>>

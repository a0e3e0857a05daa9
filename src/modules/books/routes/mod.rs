use std::sync::Arc;

use axum::{
    extract::{rejection::JsonRejection, Path, State},
    routing::{get, post},
    Json, Router,
};
use bookshelf_http::{error::AppError, response::Success};
use serde::Serialize;

use super::models::{Book, BookPayload, BookSummary};
use super::store::{BookError, BookStore};

/// HTTP routes for the books module, bound to one store.
pub fn router(store: Arc<BookStore>) -> Router {
    Router::new()
        .route("/books", post(create_book).get(list_books))
        .route(
            "/books/{book_id}",
            get(get_book).put(update_book).delete(delete_book),
        )
        .with_state(store)
}

#[derive(Serialize)]
#[serde(rename_all = "camelCase")]
struct CreatedBook {
    book_id: String,
}

#[derive(Serialize)]
struct BookList {
    books: Vec<BookSummary>,
}

#[derive(Serialize)]
struct BookDetail {
    book: Book,
}

/// Which endpoint a store failure came from; each words its failures differently.
#[derive(Debug, Clone, Copy)]
enum Action {
    Create,
    Get,
    Update,
    Delete,
}

impl Action {
    fn fail(self, err: BookError) -> AppError {
        match (self, err) {
            (Action::Create, BookError::MissingName) => AppError::validation(
                "missing_name",
                "Gagal menambahkan buku. Mohon isi nama buku",
            ),
            (Action::Create, BookError::ReadPageExceedsPageCount { .. }) => AppError::validation(
                "read_page_exceeds_page_count",
                "Gagal menambahkan buku. readPage tidak boleh lebih besar dari pageCount",
            ),
            (Action::Update, BookError::MissingName) => AppError::validation(
                "missing_name",
                "Gagal memperbarui buku. Mohon isi nama buku",
            ),
            (Action::Update, BookError::ReadPageExceedsPageCount { .. }) => AppError::validation(
                "read_page_exceeds_page_count",
                "Gagal memperbarui buku. readPage tidak boleh lebih besar dari pageCount",
            ),
            (Action::Get, BookError::NotFound) => AppError::not_found("Buku tidak ditemukan"),
            (Action::Update, BookError::NotFound) => {
                AppError::not_found("Gagal memperbarui buku. Id tidak ditemukan")
            }
            (Action::Delete, BookError::NotFound) => {
                AppError::not_found("Buku gagal dihapus. Id tidak ditemukan")
            }
            (action, err) => AppError::Internal(
                anyhow::Error::new(err).context(format!("unexpected failure during {:?}", action)),
            ),
        }
    }
}

fn invalid_payload(rejection: JsonRejection) -> AppError {
    AppError::validation(
        "invalid_payload",
        format!("Invalid request payload: {}", rejection.body_text()),
    )
}

async fn create_book(
    State(store): State<Arc<BookStore>>,
    payload: Result<Json<BookPayload>, JsonRejection>,
) -> Result<Success<CreatedBook>, AppError> {
    let Json(payload) = payload.map_err(invalid_payload)?;
    let book_id = store.create(payload).map_err(|e| Action::Create.fail(e))?;

    Ok(Success::created()
        .message("Buku berhasil ditambahkan")
        .data(CreatedBook { book_id }))
}

async fn list_books(State(store): State<Arc<BookStore>>) -> Success<BookList> {
    Success::ok().data(BookList {
        books: store.list_summary(),
    })
}

async fn get_book(
    State(store): State<Arc<BookStore>>,
    Path(book_id): Path<String>,
) -> Result<Success<BookDetail>, AppError> {
    let book = store.get_by_id(&book_id).map_err(|e| Action::Get.fail(e))?;
    Ok(Success::ok().data(BookDetail { book }))
}

async fn update_book(
    State(store): State<Arc<BookStore>>,
    Path(book_id): Path<String>,
    payload: Result<Json<BookPayload>, JsonRejection>,
) -> Result<Success, AppError> {
    let Json(payload) = payload.map_err(invalid_payload)?;
    store
        .update_by_id(&book_id, payload)
        .map_err(|e| Action::Update.fail(e))?;

    Ok(Success::ok().message("Buku berhasil diperbarui"))
}

async fn delete_book(
    State(store): State<Arc<BookStore>>,
    Path(book_id): Path<String>,
) -> Result<Success, AppError> {
    store
        .delete_by_id(&book_id)
        .map_err(|e| Action::Delete.fail(e))?;

    Ok(Success::ok().message("Buku berhasil dihapus"))
}
use anyhow::Context;
use bookshelf_kernel::settings::Settings;
use clap::{Parser, Subcommand};

/// Command-line entrypoint for the bookshelf service
#[derive(Debug, Parser)]
#[command(name = "bookshelf", version, about)]
struct Cli {
    #[command(subcommand)]
    command: Command,
}

#[derive(Debug, Subcommand)]
enum Command {
    /// Run the HTTP service until interrupted
    Serve {
        /// Override the configured listen port
        #[arg(long)]
        port: Option<u16>,
    },
    /// Print the resolved settings as JSON
    Settings,
}

#[tokio::main]
async fn main() -> anyhow::Result<()> {
    let cli = Cli::parse();

    let mut settings = Settings::load().with_context(|| "failed to load bookshelf settings")?;

    match cli.command {
        Command::Serve { port } => {
            if let Some(port) = port {
                settings.server.port = port;
            }
            bookshelf_telemetry::init(&settings.telemetry)?;
            tracing::info!(port = settings.server.port, "serve command starting");
            bookshelf_app::run(settings).await
        }
        Command::Settings => {
            let rendered = serde_json::to_string_pretty(&settings)
                .with_context(|| "failed to render settings")?;
            println!("{}", rendered);
            Ok(())
        }
    }
}
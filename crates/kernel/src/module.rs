use async_trait::async_trait;
use axum::Router;

/// Context provided to modules during initialization
pub struct InitCtx<'a> {
    pub settings: &'a crate::settings::Settings,
}

/// Core module trait that all bookshelf modules must implement
#[async_trait]
pub trait Module: Sync + Send {
    /// Unique name for this module
    fn name(&self) -> &'static str;

    /// Initialize the module with the provided context
    async fn init(&self, _ctx: &InitCtx<'_>) -> anyhow::Result<()> {
        Ok(())
    }

    /// Return the Axum router for this module's routes.
    /// Routes are merged into the root router as-is, so paths must be absolute.
    fn routes(&self) -> Router {
        Router::new()
    }

    /// Return OpenAPI specification fragment for this module as JSON
    /// Will be merged with other modules' specs
    fn openapi(&self) -> Option<serde_json::Value> {
        None
    }

    /// Start background tasks for this module
    async fn start(&self, _ctx: &InitCtx<'_>) -> anyhow::Result<()> {
        Ok(())
    }

    /// Stop the module and clean up resources
    /// Called during application shutdown
    async fn stop(&self) -> anyhow::Result<()> {
        Ok(())
    }
}
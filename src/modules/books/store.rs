use std::sync::{Arc, PoisonError, RwLock, RwLockReadGuard, RwLockWriteGuard};

use thiserror::Error;

use super::clock::{Clock, SystemClock};
use super::id::generate_id;
use super::models::{Book, BookPayload, BookSummary};

/// Reasons a store operation can fail. No failure leaves a partial write behind.
#[derive(Debug, Error, PartialEq, Eq)]
pub enum BookError {
    #[error("missing name")]
    MissingName,

    #[error("readPage ({read_page}) exceeds pageCount ({page_count})")]
    ReadPageExceedsPageCount { read_page: u32, page_count: u32 },

    #[error("book not found")]
    NotFound,
}

/// In-memory, insertion-ordered collection of books.
///
/// One lock guards the whole collection, so every write is a single
/// read-modify-write step.
pub struct BookStore {
    books: RwLock<Vec<Book>>,
    clock: Arc<dyn Clock>,
}

impl BookStore {
    pub fn new() -> Self {
        Self::with_clock(Arc::new(SystemClock))
    }

    pub fn with_clock(clock: Arc<dyn Clock>) -> Self {
        Self {
            books: RwLock::new(Vec::new()),
            clock,
        }
    }

    // Validation runs before the guard is taken, so a poisoned lock never
    // holds a half-applied write.
    fn read(&self) -> RwLockReadGuard<'_, Vec<Book>> {
        self.books.read().unwrap_or_else(PoisonError::into_inner)
    }

    fn write(&self) -> RwLockWriteGuard<'_, Vec<Book>> {
        self.books.write().unwrap_or_else(PoisonError::into_inner)
    }

    /// Validate and append a new book, returning its id.
    pub fn create(&self, payload: BookPayload) -> Result<String, BookError> {
        let fields = payload.validate()?;
        let book = Book::new(generate_id(), fields, self.clock.now());
        let id = book.id.clone();

        self.write().push(book);
        tracing::info!(book_id = %id, "book created");

        Ok(id)
    }

    /// `{id, name, publisher}` for every book, in insertion order.
    pub fn list_summary(&self) -> Vec<BookSummary> {
        self.read().iter().map(Book::to_summary).collect()
    }

    pub fn get_by_id(&self, id: &str) -> Result<Book, BookError> {
        self.read()
            .iter()
            .find(|book| book.id == id)
            .cloned()
            .ok_or(BookError::NotFound)
    }

    /// Replace every field except `id` and `insertedAt`, keeping the book's position.
    pub fn update_by_id(&self, id: &str, payload: BookPayload) -> Result<(), BookError> {
        let fields = payload.validate()?;

        let mut books = self.write();
        let book = books
            .iter_mut()
            .find(|book| book.id == id)
            .ok_or(BookError::NotFound)?;
        book.apply(fields, self.clock.now());
        tracing::info!(book_id = %id, finished = book.finished, "book updated");

        Ok(())
    }

    pub fn delete_by_id(&self, id: &str) -> Result<(), BookError> {
        let mut books = self.write();
        let index = books
            .iter()
            .position(|book| book.id == id)
            .ok_or(BookError::NotFound)?;
        books.remove(index);
        tracing::info!(book_id = %id, remaining = books.len(), "book deleted");

        Ok(())
    }

    pub fn len(&self) -> usize {
        self.read().len()
    }

    pub fn is_empty(&self) -> bool {
        self.read().is_empty()
    }
}

impl Default for BookStore {
    fn default() -> Self {
        Self::new()
    }
}
//! Success envelope shared by every bookshelf endpoint.

use axum::{
    http::StatusCode,
    response::{IntoResponse, Response},
    Json,
};
use serde::Serialize;

#[derive(Debug, Serialize)]
struct SuccessBody<T> {
    status: &'static str,
    #[serde(skip_serializing_if = "Option::is_none")]
    message: Option<String>,
    #[serde(skip_serializing_if = "Option::is_none")]
    data: Option<T>,
}

/// `{status: "success", message?, data?}` response with an explicit status code.
#[derive(Debug)]
pub struct Success<T = ()> {
    code: StatusCode,
    message: Option<String>,
    data: Option<T>,
}

impl<T> Success<T> {
    /// 200 OK with no message or data
    pub fn ok() -> Self {
        Self {
            code: StatusCode::OK,
            message: None,
            data: None,
        }
    }

    /// 201 Created with no message or data
    pub fn created() -> Self {
        Self {
            code: StatusCode::CREATED,
            ..Self::ok()
        }
    }

    pub fn message(mut self, message: impl Into<String>) -> Self {
        self.message = Some(message.into());
        self
    }

    pub fn data(mut self, data: T) -> Self {
        self.data = Some(data);
        self
    }
}

impl<T: Serialize> IntoResponse for Success<T> {
    fn into_response(self) -> Response {
        let body = SuccessBody {
            status: "success",
            message: self.message,
            data: self.data,
        };
        (self.code, Json(body)).into_response()
    }
}

#[cfg(test)]
mod tests {
    use super::*;
    use http_body_util::BodyExt;
    use serde_json::json;

    async fn render<T: Serialize>(success: Success<T>) -> (StatusCode, serde_json::Value) {
        let response = success.into_response();
        let status = response.status();
        let bytes = response.into_body().collect().await.unwrap().to_bytes();
        (status, serde_json::from_slice(&bytes).unwrap())
    }

    #[tokio::test]
    async fn message_only_omits_data() {
        let (status, body) = render(Success::<()>::ok().message("Buku berhasil dihapus")).await;
        assert_eq!(status, StatusCode::OK);
        assert_eq!(
            body,
            json!({"status": "success", "message": "Buku berhasil dihapus"})
        );
    }

    #[tokio::test]
    async fn created_carries_data() {
        let (status, body) = render(
            Success::created()
                .message("Buku berhasil ditambahkan")
                .data(json!({"bookId": "abc"})),
        )
        .await;
        assert_eq!(status, StatusCode::CREATED);
        assert_eq!(body["data"]["bookId"], "abc");
        assert_eq!(body["status"], "success");
    }
}
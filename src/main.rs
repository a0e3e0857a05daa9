use anyhow::Context;
use bookshelf_kernel::settings::Settings;

#[tokio::main]
async fn main() -> anyhow::Result<()> {
    let settings = Settings::load().with_context(|| "failed to load bookshelf settings")?;
    bookshelf_telemetry::init(&settings.telemetry)?;

    bookshelf_app::run(settings).await
}
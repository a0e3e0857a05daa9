use assert_cmd::Command;

fn bookshelf() -> Command {
    let mut cmd = Command::cargo_bin("bookshelf").unwrap();
    cmd.env_remove("BOOKSHELF_ENV")
        .env("BOOKSHELF_CONFIG_DIR", std::env::temp_dir().join("bookshelf-cli-no-config"));
    cmd
}

#[test]
fn help_lists_subcommands() {
    let output = bookshelf().arg("--help").output().unwrap();
    assert!(output.status.success());

    let stdout = String::from_utf8(output.stdout).unwrap();
    assert!(stdout.contains("serve"));
    assert!(stdout.contains("settings"));
}

#[test]
fn settings_prints_resolved_configuration() {
    let output = bookshelf()
        .arg("settings")
        .env("BOOKSHELF_SERVER__PORT", "9123")
        .output()
        .unwrap();
    assert!(output.status.success());

    let settings: serde_json::Value = serde_json::from_slice(&output.stdout).unwrap();
    assert_eq!(settings["environment"], "local");
    assert_eq!(settings["server"]["port"], 9123);
    assert_eq!(settings["telemetry"]["log_format"], "pretty");
}

#[test]
fn unknown_environment_fails() {
    bookshelf()
        .arg("settings")
        .env("BOOKSHELF_ENV", "moon")
        .assert()
        .failure();
}
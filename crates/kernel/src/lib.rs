//! Core traits, settings, and module registry shared by every bookshelf crate.

pub mod module;
pub mod registry;
pub mod settings;

pub use module::{InitCtx, Module};
pub use registry::ModuleRegistry;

<<

**Task**
Each line from the top of the data, up to and including the line that contains "match (self, err)", should be set down exactly.

**Response area**
repository a0e3e0857a05daa9
filename src/modules/books/routes/mod.rs
use std::sync::Arc;

use axum::{
    extract::{rejection::JsonRejection, Path, State},
    routing::{get, post},
    Json, Router,
};
use bookshelf_http::{error::AppError, response::Success};
use serde::Serialize;

use super::models::{Book, BookPayload, BookSummary};
use super::store::{BookError, BookStore};

/// HTTP routes for the books module, bound to one store.
pub fn router(store: Arc<BookStore>) -> Router {
    Router::new()
        .route("/books", post(create_book).get(list_books))
        .route(
            "/books/{book_id}",
            get(get_book).put(update_book).delete(delete_book),
        )
        .with_state(store)
}

#[derive(Serialize)]
#[serde(rename_all = "camelCase")]
struct CreatedBook {
    book_id: String,
}

#[derive(Serialize)]
struct BookList {
    books: Vec<BookSummary>,
}

#[derive(Serialize)]
struct BookDetail {
    book: Book,
}

/// Which endpoint a store failure came from; each words its failures differently.
#[derive(Debug, Clone, Copy)]
enum Action {
    Create,
    Get,
    Update,
    Delete,
}

impl Action {
    fn fail(self, err: BookError) -> AppError {
        match (self, err) {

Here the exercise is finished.